Stored items:

- - - - - - -

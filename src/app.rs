#![cfg(feature = "web")]
use axum::{
    Json, Router,
    extract::{DefaultBodyLimit, Multipart, State},
    http::{StatusCode, header},
    response::{Html, IntoResponse, Response},
    routing::{get, post},
};
use log::{info, warn};
use serde::Serialize;
use std::sync::Arc;
use tokio::net::TcpListener;
use tower_http::trace::TraceLayer;

use crate::cleaning::FillReport;
use crate::config::ServerConfig;
use crate::downloader::{self, ConversionTarget};
use crate::error::SweeperError;
use crate::frame::Value;
use crate::graph::{self, ChartData, GraphOptions};
use crate::pipeline::{self, FileOutcome, PipelineOptions, UploadedFile};

pub struct AppState {
    config: ServerConfig,
}

#[derive(Serialize)]
struct ErrorResponse {
    status: String,
    message: String,
}

#[derive(Serialize)]
struct FilePreview<'a> {
    file_name: &'a str,
    size_kb: String,
    #[serde(skip_serializing_if = "Option::is_none")]
    error: Option<String>,
    #[serde(skip_serializing_if = "Option::is_none")]
    rows: Option<usize>,
    #[serde(skip_serializing_if = "Option::is_none")]
    columns: Option<Vec<&'a str>>,
    #[serde(skip_serializing_if = "Option::is_none")]
    numeric_columns: Option<Vec<&'a str>>,
    #[serde(skip_serializing_if = "Option::is_none")]
    preview: Option<Vec<Vec<&'a Value>>>,
    #[serde(skip_serializing_if = "Option::is_none")]
    duplicates_removed: Option<usize>,
    #[serde(skip_serializing_if = "Option::is_none")]
    filled: Option<&'a FillReport>,
}

#[derive(Serialize)]
struct PreviewResponse<'a> {
    files: Vec<FilePreview<'a>>,
    processed: usize,
    failed: usize,
}

/// Everything a pipeline request carries
#[derive(Debug, Default)]
struct UploadRequest {
    files: Vec<UploadedFile>,
    options: PipelineOptions,
    target: ConversionTarget,
}

impl UploadRequest {
    /// The single file expected by convert and chart
    fn single_file(
        mut self,
    ) -> Result<(UploadedFile, PipelineOptions, ConversionTarget), SweeperError> {
        if self.files.is_empty() {
            return Err(SweeperError::BadRequest("No file data received".to_string()));
        }
        let file = self.files.swap_remove(0);
        Ok((file, self.options, self.target))
    }
}

impl IntoResponse for SweeperError {
    fn into_response(self) -> Response {
        let status = match &self {
            SweeperError::UnsupportedFormat { .. } => StatusCode::UNSUPPORTED_MEDIA_TYPE,
            SweeperError::Parse { .. } | SweeperError::Chart(_) => StatusCode::UNPROCESSABLE_ENTITY,
            SweeperError::UnknownColumn(_) | SweeperError::BadRequest(_) => StatusCode::BAD_REQUEST,
            SweeperError::Export(_) | SweeperError::Render(_) => StatusCode::INTERNAL_SERVER_ERROR,
        };
        let body = ErrorResponse {
            status: "error".to_string(),
            message: self.to_string(),
        };
        (status, Json(body)).into_response()
    }
}

/// Builds the application router
///
/// Split out of [`run`] so tests can drive it without binding a socket.
pub fn router(config: ServerConfig) -> Router {
    let body_limit = config.max_upload_bytes();
    let app_state = Arc::new(AppState { config });

    Router::new()
        .route("/", get(serve_landing))
        .route("/health", get(health))
        .route("/api/preview", post(preview_files))
        .route("/api/convert", post(convert_file))
        .route("/api/chart", post(chart_file))
        .layer(DefaultBodyLimit::max(body_limit))
        .layer(TraceLayer::new_for_http())
        .with_state(app_state)
}

pub async fn run(config: ServerConfig) -> Result<(), Box<dyn std::error::Error>> {
    let addr = config.addr()?;
    let app = router(config);

    let listener = TcpListener::bind(addr).await?;
    info!("Listening on http://{}", addr);
    axum::serve(listener, app).await?;

    Ok(())
}

async fn serve_landing() -> Html<&'static str> {
    Html(include_str!("./static/index.html"))
}

async fn health() -> impl IntoResponse {
    Json(serde_json::json!({ "status": "ok" }))
}

async fn preview_files(
    State(state): State<Arc<AppState>>,
    multipart: Multipart,
) -> Result<Response, SweeperError> {
    let request = read_upload(multipart).await?;
    if request.files.is_empty() {
        return Err(SweeperError::BadRequest("No file data received".to_string()));
    }

    let outcomes = pipeline::process_all(&request.files, &request.options);
    let (processed, failed) = pipeline::summarize(&outcomes);
    info!("preview: {} processed, {} failed", processed, failed);

    let files = outcomes
        .iter()
        .map(|outcome| file_preview(outcome, state.config.preview_rows))
        .collect();

    Ok(Json(PreviewResponse {
        files,
        processed,
        failed,
    })
    .into_response())
}

fn file_preview(outcome: &FileOutcome, preview_rows: usize) -> FilePreview<'_> {
    let mut preview = FilePreview {
        file_name: &outcome.file_name,
        size_kb: format!("{:.2}", outcome.size_kb),
        error: None,
        rows: None,
        columns: None,
        numeric_columns: None,
        preview: None,
        duplicates_removed: None,
        filled: None,
    };

    match &outcome.result {
        Ok(processed) => {
            let frame = &processed.frame;
            preview.rows = Some(frame.height());
            preview.columns = Some(frame.column_names());
            preview.numeric_columns = Some(frame.numeric_columns());
            preview.preview = Some(frame.head(preview_rows));
            preview.duplicates_removed = processed.report.duplicates_removed;
            preview.filled = processed.report.filled.as_ref();
        }
        Err(e) => preview.error = Some(e.to_string()),
    }

    preview
}

async fn convert_file(multipart: Multipart) -> Result<Response, SweeperError> {
    let (file, options, target) = read_upload(multipart).await?.single_file()?;

    let processed = pipeline::process(&file, &options)?;
    let converted = downloader::convert(&processed.frame, &file.name, target)?;

    let disposition = content_disposition(&converted.file_name);
    Ok((
        [
            (header::CONTENT_TYPE, converted.mime_type.to_string()),
            (header::CONTENT_DISPOSITION, disposition),
        ],
        converted.bytes,
    )
        .into_response())
}

async fn chart_file(multipart: Multipart) -> Result<Response, SweeperError> {
    let (file, options, _) = read_upload(multipart).await?.single_file()?;

    let processed = pipeline::process(&file, &options)?;
    let data = ChartData::from_frame(&processed.frame)?;
    let graph_options = GraphOptions {
        title: file.name.clone(),
        ..GraphOptions::default()
    };
    let png = graph::render_bar_chart(&data, &graph_options)?;

    Ok(([(header::CONTENT_TYPE, "image/png")], png).into_response())
}

/// `attachment` disposition with an ASCII fallback and an RFC 5987 name
fn content_disposition(file_name: &str) -> String {
    let fallback: String = file_name
        .chars()
        .map(|c| {
            if c.is_ascii() && !c.is_ascii_control() && c != '"' && c != '\\' {
                c
            } else {
                '_'
            }
        })
        .collect();
    format!(
        "attachment; filename=\"{}\"; filename*=UTF-8''{}",
        fallback,
        urlencoding::encode(file_name)
    )
}

fn is_enabled(value: &str) -> bool {
    matches!(
        value.trim().to_lowercase().as_str(),
        "true" | "on" | "1" | "yes"
    )
}

/// Decodes the multipart form shared by every pipeline endpoint
///
/// Fields with a file name are uploads; the remaining fields are options.
/// Each `columns` field names one column to keep. Unknown fields are
/// ignored.
async fn read_upload(mut multipart: Multipart) -> Result<UploadRequest, SweeperError> {
    let mut request = UploadRequest::default();
    let mut columns: Vec<String> = Vec::new();
    let mut columns_given = false;

    while let Some(field) = multipart
        .next_field()
        .await
        .map_err(|e| SweeperError::BadRequest(e.body_text()))?
    {
        let field_name = field.name().unwrap_or("unknown").to_string();

        if let Some(file_name) = field.file_name().map(str::to_string) {
            let bytes = field
                .bytes()
                .await
                .map_err(|e| SweeperError::BadRequest(e.body_text()))?;
            // an empty file input still submits a nameless part
            if !file_name.is_empty() {
                request.files.push(UploadedFile::new(file_name, bytes.to_vec()));
            }
            continue;
        }

        let text = field
            .text()
            .await
            .map_err(|e| SweeperError::BadRequest(e.body_text()))?;

        match field_name.as_str() {
            "remove_duplicates" => request.options.remove_duplicates = is_enabled(&text),
            "fill_missing" => request.options.fill_missing = is_enabled(&text),
            "columns" => {
                columns_given = true;
                if !text.is_empty() {
                    columns.push(text);
                }
            }
            "target" => request.target = text.parse()?,
            other => warn!("ignoring unknown form field {}", other),
        }
    }

    if columns_given {
        request.options.columns = Some(columns);
    }

    Ok(request)
}

#[cfg(test)]
mod tests {
    use super::*;

    fn status_of(error: SweeperError) -> StatusCode {
        error.into_response().status()
    }

    #[test]
    fn errors_map_to_statuses() {
        assert_eq!(
            status_of(SweeperError::Chart("no numeric columns".into())),
            StatusCode::UNPROCESSABLE_ENTITY
        );
        assert_eq!(
            status_of(SweeperError::Render("font not found".into())),
            StatusCode::INTERNAL_SERVER_ERROR
        );
        assert_eq!(
            status_of(SweeperError::Export("disk full".into())),
            StatusCode::INTERNAL_SERVER_ERROR
        );
        assert_eq!(
            status_of(SweeperError::UnknownColumn("salary".into())),
            StatusCode::BAD_REQUEST
        );
    }
}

- - - - - - -

● **Task objective**
Say how many lines in the records hold the string "filename", please, and add no other words.

● **Answer section**
2